For the word "EngineError", count the lines of the data that include it and give only the total.

┌─ Source information

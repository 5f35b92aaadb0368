use serde::{Deserialize, Serialize};
use thiserror::Error;

use crate::domain::SessionPhase;

/// A user action was refused because a precondition did not hold.
///
/// Nothing is mutated when one of these is returned; the message is meant to
/// be shown to the user as-is.
#[derive(Debug, Clone, PartialEq, Eq, Error)]
pub enum ValidationError {
    #[error("Please select a scenario to begin.")]
    NoScenarioSelected,
    #[error("Unknown scenario '{0}'.")]
    UnknownScenario(String),
    #[error("Type a message before sending.")]
    EmptyMessage,
    #[error("Still waiting for the previous reply.")]
    RequestPending,
    #[error("Conversation ended. Restart the scenario to continue.")]
    SessionEnded,
    #[error("No scenario is running.")]
    NoActiveSession,
    #[error("cannot {action} while {from}")]
    InvalidTransition {
        from: SessionPhase,
        action: &'static str,
    },
}

#[derive(Debug, Clone, Copy, PartialEq, Eq, Serialize, Deserialize)]
#[serde(rename_all = "snake_case")]
pub enum FailureKind {
    Transport,
    Protocol,
}

/// Failure of a single dialogue-engine exchange.
#[derive(Debug, Clone, PartialEq, Eq, Error)]
pub enum EngineError {
    #[error("transport failure: {0}")]
    Transport(String),
    #[error("dialogue engine did not answer in time")]
    Timeout,
    #[error("protocol violation: {0}")]
    Protocol(String),
}

impl EngineError {
    pub fn kind(&self) -> FailureKind {
        match self {
            Self::Transport(_) | Self::Timeout => FailureKind::Transport,
            Self::Protocol(_) => FailureKind::Protocol,
        }
    }
}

└─

Written answer -> 2